- **Aim of the exercise**:
Every line of the following records that includes "CliError" should be copied.

- **Data extract**:
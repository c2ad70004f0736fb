mod config;

use std::env;

use tempfile::TempDir;

/// RAII guard for environment variables - automatically restores on drop
pub(crate) struct EnvGuard {
    key: &'static str,
    original: Option<String>,
}

impl EnvGuard {
    pub(crate) fn set(key: &'static str, value: &str) -> Self {
        unsafe {
            let original = env::var(key).ok();
            env::set_var(key, value);
            Self { key, original }
        }
    }
}

impl Drop for EnvGuard {
    fn drop(&mut self) {
        unsafe {
            match &self.original {
                Some(val) => env::set_var(self.key, val),
                None => env::remove_var(self.key),
            }
        }
    }
}

/// Create a temp config directory and set TILL_CONFIG_DIR
pub(crate) fn setup_config_dir() -> (TempDir, EnvGuard) {
    let temp = TempDir::new().unwrap();
    let guard = EnvGuard::set("TILL_CONFIG_DIR", temp.path().to_str().unwrap());
    (temp, guard)
}
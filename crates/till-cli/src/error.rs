use std::panic::Location;

use error_location::ErrorLocation;
use thiserror::Error;

#[derive(Error, Debug)]
pub enum CliError {
    #[error(transparent)]
    Config(#[from] till_config::ConfigError),

    #[error(transparent)]
    Session(#[from] till_session::SessionError),

    #[error(transparent)]
    Platform(#[from] till_platform::PlatformError),

    #[error(transparent)]
    Render(#[from] serde_json::Error),

    #[error("{message} {location}")]
    Usage {
        message: String,
        location: ErrorLocation,
    },

    #[error("Failed to initialize logger: {message} {location}")]
    Logger {
        message: String,
        location: ErrorLocation,
    },
}

impl CliError {
    #[track_caller]
    pub fn usage(message: impl Into<String>) -> Self {
        Self::Usage {
            message: message.into(),
            location: ErrorLocation::from(Location::caller()),
        }
    }

    #[track_caller]
    pub fn logger(message: impl Into<String>) -> Self {
        Self::Logger {
            message: message.into(),
            location: ErrorLocation::from(Location::caller()),
        }
    }
}

pub type Result<T> = std::result::Result<T, CliError>;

- **Answer for the task**:
pub enum CliError {
impl CliError {
pub type Result<T> = std::result::Result<T, CliError>;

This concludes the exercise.